Opinioni
1 agosto, 2025Articoli correlati
Una battaglia che si combatte con responsabilità anche nelle parole, nei linguaggi, nelle narrazioni
Con la copertina e il titolo “La terra brucia” nel 1989 “L’Espresso” fu tra i primi a denunciare gli effetti del riscaldamento globale provocato dai cambiamenti climatici. Un impegno del nostro settimanale continuato in tutti questi anni, che si rinnova anche in questo numero e che parte da una verità inconfutabile: il clima sta cambiando, e lo sta facendo a una velocità allarmante. A confermarlo non sono soltanto i modelli previsionali o i dati satellitari, ma anche le conseguenze che ogni giorno osserviamo con i nostri occhi: incendi devastanti, nubifragi e alluvioni ricorrenti, siccità prolungate, migrazioni climatiche.
Eppure, di fronte a un’evidenza tanto netta, il dibattito pubblico è ancora intrappolato in una polarizzazione sterile e pericolosa: quella tra chi chiede interventi urgenti e coraggiosi per contrastare la crisi climatica e chi, invece, continua a negare che esista. Ecco perché la battaglia contro il cambiamento climatico si combatte oggi anche nelle parole, nei linguaggi, nelle narrazioni. Come spiega bene il filosofo Giacomo Marramao nel suo contributo su questo numero, siamo immersi in uno scontro ideologico che coinvolge scienziati, intellettuali, politici e media, sempre più incapaci di costruire un terreno comune.

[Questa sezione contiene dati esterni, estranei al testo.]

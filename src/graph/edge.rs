//! Defines the `Edge` type, a directed connection between two node ports.
use super::storage::NodeId;
use serde::{Deserialize, Serialize};
use std::fmt;

/// A producer output port feeding a consumer input port.
///
/// Ports are stored as indices into the nodes' declared port lists; the
/// assembler resolves names to indices once, at `connect` time.
#[derive(Debug, Clone, Copy, PartialEq, Eq, Hash, Serialize, Deserialize)]
pub struct Edge {
    pub producer: NodeId,
    pub output_port: usize,
    pub consumer: NodeId,
    pub input_port: usize,
}

/// A human-readable edge description used in diagnostics.
#[derive(Debug, Clone, Default, PartialEq, Eq, Hash, Serialize, Deserialize)]
pub struct EdgeLabel {
    pub producer: String,
    pub output_port: String,
    pub consumer: String,
    pub input_port: String,
}

impl fmt::Display for EdgeLabel {
    fn fmt(&self, f: &mut fmt::Formatter<'_>) -> fmt::Result {
        write!(f, "{}.{} -> {}.{}", self.producer, self.output_port, self.consumer, self.input_port)
    }
}
//! Defines the error types for the type system module.
use super::registry::SemanticType;
use thiserror::Error;

/// Failures raised while building the semantic type catalog.
#[derive(Error, Debug, Clone, PartialEq, Eq)]
pub enum RegistryError {
    #[error("Semantic type '{0}' is already registered")]
    DuplicateType(SemanticType),
    #[error("Semantic type '{type_id}' declares unregistered parent '{parent}'")]
    UnknownParent { type_id: SemanticType, parent: SemanticType },
    #[error("Collection type '{type_id}' declares unregistered element type '{element}'")]
    UnknownElement { type_id: SemanticType, element: SemanticType },
    #[error("Semantic type '{0}' is not registered")]
    UnknownType(SemanticType),
}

Da un lato gli “interventisti”, accusati di catastrofismo, dall’altro i “negazionisti”, che rifiutano i dati, minimizzano le evidenze, rimandano le possibili soluzioni. L’ultima pagina nera è stata scritta in Brasile, dove nel luglio scorso il Parlamento ha approvato a larga maggioranza una legge che segna un drammatico passo indietro nella tutela ambientale, indebolisce le normative sulla deforestazione e sull’uso del suolo e riporta il gigante sudamericano indietro di quarant’anni, mettendo a rischio l’Amazzonia e con essa l’equilibrio climatico dell’intero Pianeta.

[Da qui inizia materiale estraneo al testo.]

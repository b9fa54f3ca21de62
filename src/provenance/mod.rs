//! Records what ran, with which inputs and parameters, and how it ended.
pub mod entry;
pub mod tracker;

pub use entry::{EntryStatus, ProvenanceEntry};
pub use tracker::{ProvenanceLog, ProvenanceTracker};
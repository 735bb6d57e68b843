//! Resolution engine for layered configuration documents
//!
//! A config document may declare one or more parents in its `extends` field:
//!
//! ```json
//! {
//!   "extends": ["gitlab>group/renovate-config", "gitlab@dev>group/base"],
//!   "rules": { "maxLen": 100 }
//! }
//! ```
//!
//! Resolution fetches every parent through a [`Fetcher`], resolves the
//! parents' own `extends` recursively, deep-merges them in declaration order
//! and finally overlays the document's local fields.
//!
//! # Precedence
//!
//! Later references override earlier ones; local fields override all parents.
//! Objects merge key by key, everything else (arrays included) is replaced.
//!
//! # Example
//!
//! ```
//! use extends_core::{MemoryFetcher, resolve_config_str};
//! use serde_json::json;
//!
//! let fetcher = MemoryFetcher::new()
//!     .with_document("main", "ns/renovate-config", json!({"rules": {"indent": 2}}).as_object().cloned().unwrap())
//!     .with_document("dev", "ns/base", json!({"rules": {"quotes": "single"}}).as_object().cloned().unwrap());
//!
//! let resolved = resolve_config_str(
//!     r#"{"extends": ["gitlab>ns/renovate-config", "gitlab@dev>ns/base"], "rules": {"maxLen": 100}}"#,
//!     &fetcher,
//! )
//! .unwrap();
//!
//! assert_eq!(resolved["rules"], json!({"indent": 2, "quotes": "single", "maxLen": 100}));
//! ```

pub mod document;
pub mod error;
pub mod fetcher;
pub mod merge;
pub mod reference;
pub mod resolver;

pub use document::{Document, EXTENDS_KEY, parse_document};
pub use error::{Error, FetchError, Result};
pub use fetcher::{Fetcher, MemoryFetcher};
pub use merge::{merge, merge_value};
pub use reference::{DEFAULT_BRANCH, GITLAB_SCHEME, Reference, to_reference_sequence};
pub use resolver::{Resolver, VisitedSet, resolve, resolve_config_str};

È un segnale gravissimo, soprattutto se si pensa al ruolo strategico del Brasile nella lotta globale contro la crisi climatica. Negli Stati Uniti, la nuova amministrazione Trump con la chiusura dell’ufficio del National Climate Advisor, creato da Joe Biden nel 2021 come centro nevralgico della politica ambientale americana, ha sancito il tramonto di una politica ambientale statunitense. Quel ruolo che aveva visto protagoniste figure come Gina McCarthy, già a capo dell’Epa, (che intervistiamo in questo numero) non esiste più. Ma lo stesso copione si ripete in altri angoli del Pianeta.
In Argentina il presidente Javier Milei ha abolito il ministero dell’Ambiente e cancellato il termine “cambiamento climatico” dai documenti ufficiali. Le politiche ambientali sono state smantellate e il governo nega apertamente il climate change definendolo una “bugia socialista”. In Russia manca un impegno concreto per la decarbonizzazione o la transizione verso rinnovabili. Infine, in India la crescita economica viene ancora concepita come incompatibile con la transizione ecologica, e ogni tentativo di limitare le emissioni è vissuto come un freno allo sviluppo.
Fortunatamente anche se i negazionisti guadagnano terreno nei palazzi del potere, milioni di persone – comuni cittadini, attivisti, scienziati, giovani – continuano a lottare per il clima. Non c’è una scelta tra interventismo e negazionismo. C’è una sola via percorribile ed è quella della responsabilità e della verità scientifica che da tempo conferma l’esistenza dei cambiamenti climatici provocati dal genere umano.